NOTE: The Chartbeat user designated as your organization Owner has special privileges in Chartbeat. In the case of Single Sign-On, this account serves as a fallback/recovery account. This means that this user can always reset and log in with a password, even if they typically sign in through SSO, primarily for use in the case that you need to recover your company's Chartbeat account in the event that your identity service has a critical error and becomes unreachable.
Until such time as OAuth is available for SCIM, use this account’s credentials to authenticate with our SCIM API. This ensures you can reset the password if you forget it.
OKTA Configuration
1. Log in to your OKTA account. If you don’t already have one, you will need to create one.
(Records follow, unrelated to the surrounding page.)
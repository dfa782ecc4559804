use tokio::net::TcpListener;
use tracing_subscriber::EnvFilter;

#[tokio::main]
async fn main() -> Result<(), std::io::Error> {
    tracing_subscriber::fmt()
        .with_env_filter(EnvFilter::try_from_default_env().unwrap_or_else(|_| EnvFilter::new("info")))
        .init();

    let port = std::env::var("PORT").unwrap_or_else(|_| "3000".to_string());
    let addr = format!("127.0.0.1:{port}");
    let listener = TcpListener::bind(&addr).await?;
    tracing::info!(%addr, "mock gateway listening");
    mock_server::run(listener).await
}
2. On the OKTA dashboard, click Admin. This takes you to the OKTA Admin Dashboard.
3. Click on the Applications tab on the top navigation.
4. Select your Chartbeat application
5. Go to the General setup tab and select the Edit button for App Settings.
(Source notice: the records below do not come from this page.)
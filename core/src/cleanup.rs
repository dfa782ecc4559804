//! Presentable wording for decline messages.
//!
//! Decline reasons arrive as terse processor codes such as `CVV2 MISMATCH`.
//! [`MessageCleanup`] is an ordered prefix table: the first rule whose prefix
//! starts the message supplies the replacement text. It deserializes from a
//! JSON array so deployments can extend it without code changes.

use serde::{Deserialize, Serialize};

/// One prefix substitution.
#[derive(Debug, Clone, PartialEq, Eq, Serialize, Deserialize)]
pub struct CleanupRule {
    pub prefix: String,
    pub replacement: String,
}

impl CleanupRule {
    pub fn new(prefix: impl Into<String>, replacement: impl Into<String>) -> Self {
        Self {
            prefix: prefix.into(),
            replacement: replacement.into(),
        }
    }
}

const DEFAULT_RULES: &[(&str, &str)] = &[
    (
        "CVV2",
        "The Card Security Code that was provided is invalid. Please check the three-digit \
         security code on the back of your card and try again.",
    ),
    (
        "INVALID CARD NO",
        "The credit card number that was provided is invalid. Please re-enter and try again.",
    ),
    (
        "CVD",
        "Invalid card number, security code, or other value. Please check your input and try again.",
    ),
    ("C/DECLINED", "Your payment was declined."),
    ("AUTH DECLINED", "Your payment was declined."),
];

/// Ordered prefix to replacement table.
#[derive(Debug, Clone, PartialEq, Eq, Serialize, Deserialize)]
#[serde(transparent)]
pub struct MessageCleanup {
    rules: Vec<CleanupRule>,
}

impl Default for MessageCleanup {
    fn default() -> Self {
        Self {
            rules: DEFAULT_RULES
                .iter()
                .map(|(prefix, replacement)| CleanupRule::new(*prefix, *replacement))
                .collect(),
        }
    }
}

impl MessageCleanup {
    /// A table that passes every message through.
    pub fn empty() -> Self {
        Self { rules: Vec::new() }
    }

    /// Append a rule. Earlier rules take precedence.
    pub fn with_rule(mut self, prefix: impl Into<String>, replacement: impl Into<String>) -> Self {
        self.rules.push(CleanupRule::new(prefix, replacement));
        self
    }

    pub fn rules(&self) -> &[CleanupRule] {
        &self.rules
    }

    pub fn apply(&self, message: &str) -> String {
        if message.is_empty() {
            return String::new();
        }
        self.rules
            .iter()
            .find(|rule| message.starts_with(rule.prefix.as_str()))
            .map_or_else(|| message.to_string(), |rule| rule.replacement.clone())
    }
}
6. Within App Settings, you will see a Provisioning option. Change Provisioning to SCIM and select Save. This will add a new Provisioning tab to your application.
7. Navigate to the Provisioning tab and select Edit to set up the SCIM connection.
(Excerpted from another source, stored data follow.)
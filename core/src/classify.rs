//! Mapping of gateway responses onto [`ErrorKind`].
//!
//! The status ranges are chosen by the gateway operator and have nothing to
//! do with HTTP semantics, so they are kept as literal thresholds per mode.

use crate::cleanup::MessageCleanup;
use crate::codec::ResponseFields;
use crate::error::{ErrorCode, ErrorKind, GatewayError, Mode};

/// Status codes that mark a declined direct mode transaction.
const DECLINED_STATUS_CODES: [&str; 2] = ["F", "0"];

/// HTTP status classification rules for one API mode.
#[derive(Debug, Clone, Copy, PartialEq, Eq)]
pub enum StatusPolicy {
    Direct,
    Reporting,
}

impl StatusPolicy {
    pub fn mode(self) -> Mode {
        match self {
            StatusPolicy::Direct => Mode::Direct,
            StatusPolicy::Reporting => Mode::Reporting,
        }
    }

    /// Error kind for `status`, `None` when the call succeeded.
    pub fn kind_for(self, status: u16) -> Option<ErrorKind> {
        match self {
            StatusPolicy::Direct => match status {
                600..=699 => Some(ErrorKind::Input),
                700..=799 => Some(ErrorKind::Processing),
                s if s > 200 => Some(ErrorKind::Generic),
                _ => None,
            },
            StatusPolicy::Reporting => match status {
                457 => Some(ErrorKind::Input),
                418..=499 => Some(ErrorKind::Processing),
                s if s > 200 => Some(ErrorKind::Generic),
                _ => None,
            },
        }
    }

    /// Check the HTTP layer of a response.
    ///
    /// The error message is the response body, or `HTTP <status>` when the
    /// gateway sent none.
    pub fn check_status(self, status: u16, body: &str) -> Result<(), GatewayError> {
        let Some(kind) = self.kind_for(status) else {
            return Ok(());
        };
        let body = body.trim();
        let message = if body.is_empty() {
            format!("HTTP {status}")
        } else {
            body.to_string()
        };
        Err(GatewayError::new(kind, self.mode(), message, Some(ErrorCode::Status(status))))
    }
}

/// Check the in-band `status_code` of a decoded direct mode response.
///
/// `auth_msg` is the preferred reason, `reason_code2` the fallback. The
/// message is cleaned with `cleanup`; the original stays in `raw_message`.
pub fn check_decline(fields: &ResponseFields, cleanup: &MessageCleanup) -> Result<(), GatewayError> {
    let status_code = fields.get("status_code").map(String::as_str);
    if !status_code.is_some_and(|code| DECLINED_STATUS_CODES.contains(&code)) {
        return Ok(());
    }

    let reason_code = fields.get("reason_code2");
    let raw_message = fields
        .get("auth_msg")
        .filter(|msg| !msg.is_empty())
        .or(reason_code)
        .cloned()
        .unwrap_or_default();
    let error_code = status_code
        .map(str::to_string)
        .or_else(|| reason_code.cloned())
        .map(ErrorCode::Field);

    Err(GatewayError {
        kind: ErrorKind::Declined,
        mode: Mode::Direct,
        message: cleanup.apply(&raw_message),
        raw_message,
        error_code,
    })
}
8. Enter the following values into the appropriate fields:
- SCIM connector base URL: https://chartbeat.com/scim/v2/
- Unique identifier field for users: email
9. Select the provisioning actions you would like to enable.
10. Set up Authentication by entering the email and password of the Owner of your Chartbeat account.
NOTE: The Chartbeat user designated as your organization Owner has special privileges in Chartbeat. In the case of Single Sign-On, this account serves as a fallback/recovery account. This means that this user can always reset and log in with a password, even if they typically sign in through SSO, primarily for use in the case that you need to recover your company's Chartbeat account in the event that your identity service has a critical error and becomes unreachable.
Until such time as OAuth is available for SCIM, use this account’s credentials to authenticate with our SCIM API. This ensures you can reset the password if you forget it.
11. Once you’ve tested your authentication, select Save. This will redirect you to Provision to App.
12. Edit the Provision to App by choosing which options you would like to enable. Select Save.
And that’s it. You’re now all set to have OKTA automatically provision users in Chartbeat.